After a debt restructuring, 95% of the company was left in the hands of bondholders. On 6 May 2022, Codere shares traded for the last time on the Spanish Continuous Market and were then permanently excluded from the Spanish stock exchange; the shares had been suspended from trading since December of the previous year.
The financial restructuring process involved the creation of a new holding company based in Luxembourg, Codere New Topco, which would replace Codere S.A.

== Operations==
Codere Online is the division responsible for the group’s digital business, operating in several regulated markets.

Since the company was founded in 1980, Codere has had thousands of gaming terminals, gaming halls, racetracks, sports-betting shops and online games with a global presence.
It has operated more than 57,130 machines and had more than 29,500 bingo seats and more than 7,700 sports-betting terminals in Latin America, Spain and Italy through points of sale that included 148 gaming halls, 1,119 amusement arcades, nearly 10,000 bars, 602 betting shops and four racetracks.

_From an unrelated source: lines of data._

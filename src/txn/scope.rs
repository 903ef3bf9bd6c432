//! Transaction scopes
//!
//! A [`TransactionScope`] is one node of a [`TransactionTree`]. Operations
//! matched through it are queued per driver and only reach storage on
//! `exec()`/`run()`. Only the root scope waits for the tree to settle; a
//! child scope records its decision and defers to the root.
//!
//! Every scope of a tree must eventually be committed or rolled back, or the
//! tree never settles.

use std::sync::Arc;

use futures_util::FutureExt;
use serde_json::Value;
use tracing::warn;

use super::tree::{Marker, TransactionTree};
use crate::data::worker;
use crate::data::Output;
use crate::driver::TxnOperation;
use crate::error::{ResolverError, ResolverResult};
use crate::hooks::Interceptor;
use crate::query::{Method, Query};
use crate::resolver::Resolver;

/// One scope of a transaction tree
#[derive(Clone)]
pub struct TransactionScope {
    resolver: Resolver,
    tree: Arc<TransactionTree>,
    node: usize,
}

impl std::fmt::Debug for TransactionScope {
    fn fmt(&self, f: &mut std::fmt::Formatter<'_>) -> std::fmt::Result {
        f.debug_struct("TransactionScope")
            .field("node", &self.node)
            .field("marker", &self.marker())
            .finish()
    }
}

impl TransactionScope {
    pub(crate) fn new(resolver: Resolver, parent: Option<&TransactionScope>) -> Self {
        match parent {
            Some(parent) => Self {
                resolver,
                tree: Arc::clone(&parent.tree),
                node: parent.tree.add_child(parent.node),
            },
            None => {
                let tree = TransactionTree::new(Arc::clone(resolver.cache()));
                Self {
                    resolver,
                    tree,
                    node: 0,
                }
            }
        }
    }

    pub fn is_root(&self) -> bool {
        self.node == 0
    }

    /// Decision recorded on this scope, if any
    pub fn marker(&self) -> Option<Marker> {
        self.tree.marker(self.node)
    }

    /// Tree this scope belongs to
    pub fn tree(&self) -> &Arc<TransactionTree> {
        &self.tree
    }

    /// Start an operation on `model`, queued in this scope
    pub fn match_model(&self, model: &str) -> ResolverResult<TxnQuery> {
        self.resolver.schema().entity(model)?;
        Ok(TxnQuery {
            scope: self.clone(),
            query: Query::new(model, Method::Get),
        })
    }

    /// Queue a deferred operation in the bucket of `model`'s driver
    pub(crate) fn queue(&self, model: &str, op: TxnOperation) -> ResolverResult<()> {
        let model = self.resolver.schema().entity(model)?;
        let driver = Arc::clone(model.driver()?);
        self.tree.queue(self.node, driver, op);
        Ok(())
    }

    /// Queue a descriptor; it runs through the executor under the session
    /// the driver hands out at `exec()` time
    pub(crate) fn enqueue(&self, query: Query) -> ResolverResult<()> {
        let model = query.model().to_string();
        let label = format!("{} {}", query.method(), model);
        let scope = self.clone();

        let op = TxnOperation::new(label, move |session| {
            let resolver = scope.resolver.clone();
            let query = query.session(session);
            async move {
                worker::execute(resolver, query, Some(scope))
                    .await
                    .map(Output::into_value)
            }
            .boxed()
        });
        self.queue(&model, op)
    }

    /// Execute queued operations without deciding
    pub async fn exec(&self) -> ResolverResult<Vec<Value>> {
        self.tree.exec(self.node).await
    }

    /// Execute, then commit on success or roll back on failure
    pub async fn run(&self) -> ResolverResult<Vec<Value>> {
        match self.exec().await {
            Ok(results) => {
                self.tree.mark(self.node, Marker::Commit);
                self.tree.perform().await;
                if self.is_root() {
                    self.tree.outcome().await?;
                }
                Ok(results)
            }
            Err(e) => Err(self.abort(e).await),
        }
    }

    /// Mark for commit and wait for the tree to settle
    pub async fn commit(&self) -> ResolverResult<Vec<Value>> {
        self.tree.mark(self.node, Marker::Commit);
        self.tree.perform().await;
        self.tree.outcome().await
    }

    /// Mark for rollback and wait for the tree to settle
    pub async fn rollback(&self) -> ResolverResult<Vec<Value>> {
        self.tree.mark(self.node, Marker::Rollback);
        self.tree.perform().await;
        self.tree.outcome().await
    }

    /// Mark for rollback because of `cause` and return the error to report.
    /// The root waits for settlement; a failing rollback wraps `cause`.
    pub(crate) async fn abort(&self, cause: ResolverError) -> ResolverError {
        warn!(node = self.node, error = %cause, "rolling back transaction scope");
        self.tree.mark(self.node, Marker::Rollback);
        self.tree.perform().await;
        if !self.is_root() {
            return cause;
        }
        match self.tree.outcome().await {
            Err(e @ ResolverError::RollbackFailed { .. }) => e.with_cause(cause),
            _ => cause,
        }
    }
}

/// Operation builder bound to a scope
#[derive(Debug)]
pub struct TxnQuery {
    scope: TransactionScope,
    query: Query,
}

impl TxnQuery {
    pub fn id(mut self, id: impl Into<Value>) -> ResolverResult<Self> {
        self.query = self.query.id(id)?;
        Ok(self)
    }

    pub fn filter(mut self, filter: Value) -> ResolverResult<Self> {
        self.query = self.query.filter(filter)?;
        Ok(self)
    }

    pub fn native(mut self, native: Value) -> ResolverResult<Self> {
        self.query = self.query.native(native)?;
        Ok(self)
    }

    pub fn select<I, S>(mut self, paths: I) -> Self
    where
        I: IntoIterator<Item = S>,
        S: Into<String>,
    {
        self.query = self.query.select(paths);
        self
    }

    pub fn intercept(mut self, interceptor: Arc<dyn Interceptor>) -> Self {
        self.query = self.query.intercept(interceptor);
        self
    }

    fn targets_existing(&self) -> bool {
        self.query.get_id().is_some()
            || self.query.get_filter().is_some()
            || self.query.get_native().is_some()
    }

    /// Queue an update when targeting documents, a create otherwise
    pub fn save(mut self, input: Value) -> ResolverResult<()> {
        let method = if self.targets_existing() {
            Method::Update
        } else {
            Method::Create
        };
        self.query = self.query.input(input);
        self.enqueue(method)
    }

    /// Queue a delete, cascading referential integrity
    pub fn remove(self) -> ResolverResult<()> {
        self.enqueue(Method::Delete)
    }

    /// Queue appending `values` to an array field
    pub fn push(mut self, field: impl Into<String>, values: Vec<Value>) -> ResolverResult<()> {
        self.query = self.query.splice(field, values);
        self.enqueue(Method::Push)
    }

    /// Queue removing `values` from an array field
    pub fn pull(mut self, field: impl Into<String>, values: Vec<Value>) -> ResolverResult<()> {
        self.query = self.query.splice(field, values);
        self.enqueue(Method::Pull)
    }

    fn enqueue(self, method: Method) -> ResolverResult<()> {
        self.scope.enqueue(self.query.with_method(method))
    }
}

#[cfg(test)]
mod tests {
    use super::*;
    use crate::config::ResolverConfig;
    use crate::driver::MemoryDriver;
    use crate::schema::{FieldDef, ModelDef, Schema};
    use serde_json::json;

    fn resolver() -> (Resolver, Arc<MemoryDriver>) {
        let driver = Arc::new(MemoryDriver::new("default"));
        let schema = Schema::builder()
            .driver("default", driver.clone())
            .model(
                ModelDef::new("Note")
                    .without_timestamps()
                    .field(FieldDef::string("title")),
            )
            .build()
            .unwrap();
        (Resolver::new(schema, ResolverConfig::default()), driver)
    }

    #[tokio::test]
    async fn test_queued_until_run() {
        let (resolver, driver) = resolver();
        let txn = resolver.transaction(None);
        txn.match_model("Note")
            .unwrap()
            .save(json!({"title": "draft"}))
            .unwrap();
        assert!(driver.documents("Note").is_empty());

        let results = txn.run().await.unwrap();
        assert_eq!(results.len(), 1);
        assert_eq!(driver.documents("Note").len(), 1);
        assert_eq!(txn.marker(), Some(Marker::Commit));
    }

    #[tokio::test]
    async fn test_failed_exec_rolls_back() {
        let (resolver, driver) = resolver();
        driver.seed("Note", vec![json!({"_id": "n1", "title": "a"})]).unwrap();

        let txn = resolver.transaction(None);
        txn.match_model("Note")
            .unwrap()
            .id("n1")
            .unwrap()
            .save(json!({"title": "b"}))
            .unwrap();
        txn.match_model("Note")
            .unwrap()
            .id("missing")
            .unwrap()
            .save(json!({"title": "c"}))
            .unwrap();

        let err = txn.run().await.unwrap_err();
        assert_eq!(err.code(), "NOT_FOUND");
        assert_eq!(txn.marker(), Some(Marker::Rollback));
        assert_eq!(
            driver.documents("Note"),
            vec![json!({"_id": "n1", "title": "a"})]
        );
    }

    #[tokio::test]
    async fn test_unknown_model_is_rejected() {
        let (resolver, _) = resolver();
        let txn = resolver.transaction(None);
        assert!(txn.match_model("Ghost").is_err());
    }

    #[tokio::test]
    async fn test_child_defers_to_root() {
        let (resolver, driver) = resolver();
        let root = resolver.transaction(None);
        let child = resolver.transaction(Some(&root));
        assert!(!child.is_root());

        child
            .match_model("Note")
            .unwrap()
            .save(json!({"title": "child"}))
            .unwrap();
        child.run().await.unwrap();
        assert!(!root.tree().is_performed());

        root.run().await.unwrap();
        assert!(root.tree().is_performed());
        assert_eq!(driver.documents("Note").len(), 1);
    }
}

The company also develops online games.
Because of the COVID-19 pandemic in 2020, the company was forced that year to close all its gaming halls in the different countries in which it operates, applying a temporary layoff scheme in Spain for more than 1,300 employees in order to save costs.

=== Spain===
Codere's origins are in Spain. Since its beginnings, the company has been involved in continuous restructurings, financial ups and downs, debt issuances and legal conflicts. Of its fourteen years listed on the stock exchange, nine ended in losses, a constant pattern from 2012 onward. In 2014 and 2016 there were two major financial restructurings. In 2016, Codere increased capital by 495 million euros and obtained 30% of the market.
It developed its own gaming platform after obtaining permits from Spain's Directorate General for the Regulation of Gambling (DGOJ) and, that same year, reached a sponsorship agreement with Real Madrid CF as its official betting house for the following three seasons. However, the loss-making situation worsened and the company was unable to stop the progressive decline.
In 2021, it recorded net losses of 338.6 million euros, despite having increased revenue by 33% during the previous year.

=== Mexico===
Codere arrived in Mexico in 1998 after signing alliances with CIE and Grupo Caliente.
The opening of establishments was made possible by seven permits granted to the company by the competent federal authority, authorizing the installation of gaming terminals and the opening of gaming halls, betting shops and a racetrack. Codere came to have 19,607 gaming terminals, 92 establishments, 89 betting locations and a racetrack in Mexico City.
It also operates an online site, which has all necessary permits from Mexico's Secretariat of the Interior (SEGOB).

===Colombia===
Codere began operations in Colombia in 1984 and became the country's largest operator of amusement machines. With authorization from Coljuegos, Codere operates in Colombia only online, unlike in countries such as Spain and Mexico, where it has physical establishments.

===Argentina===
Codere is present in the private gambling sector in Argentina, where it operates gaming terminals and bingo halls. Codere Argentina has been the company with the largest number of bingo halls in the Province of Buenos Aires, with a total of 14 halls in operation and more than 6,000 amusement machines.

=== Italy===
Codere began operations in Italy in 2001 by managing Operbingo halls. Later, Codere acquired other bingo halls.

===Uruguay===
In Uruguay, Codere is present in the capital, Montevideo, as well as in its outskirts, as manager of Maronas Racetrack. The company transformed the racetrack into an entertainment center by combining horse racing with casino games such as amusement and betting machines. It also operates Montevideo's Hotel Carrasco in alliance with Sofitel.

=== Panama===
The company manages a wide variety of businesses in Panama, including gaming terminals, casinos, betting shops and a racetrack. In 2016, the company celebrated the 60th anniversary of the Presidente Remon Racetrack, the only racetrack in Central America.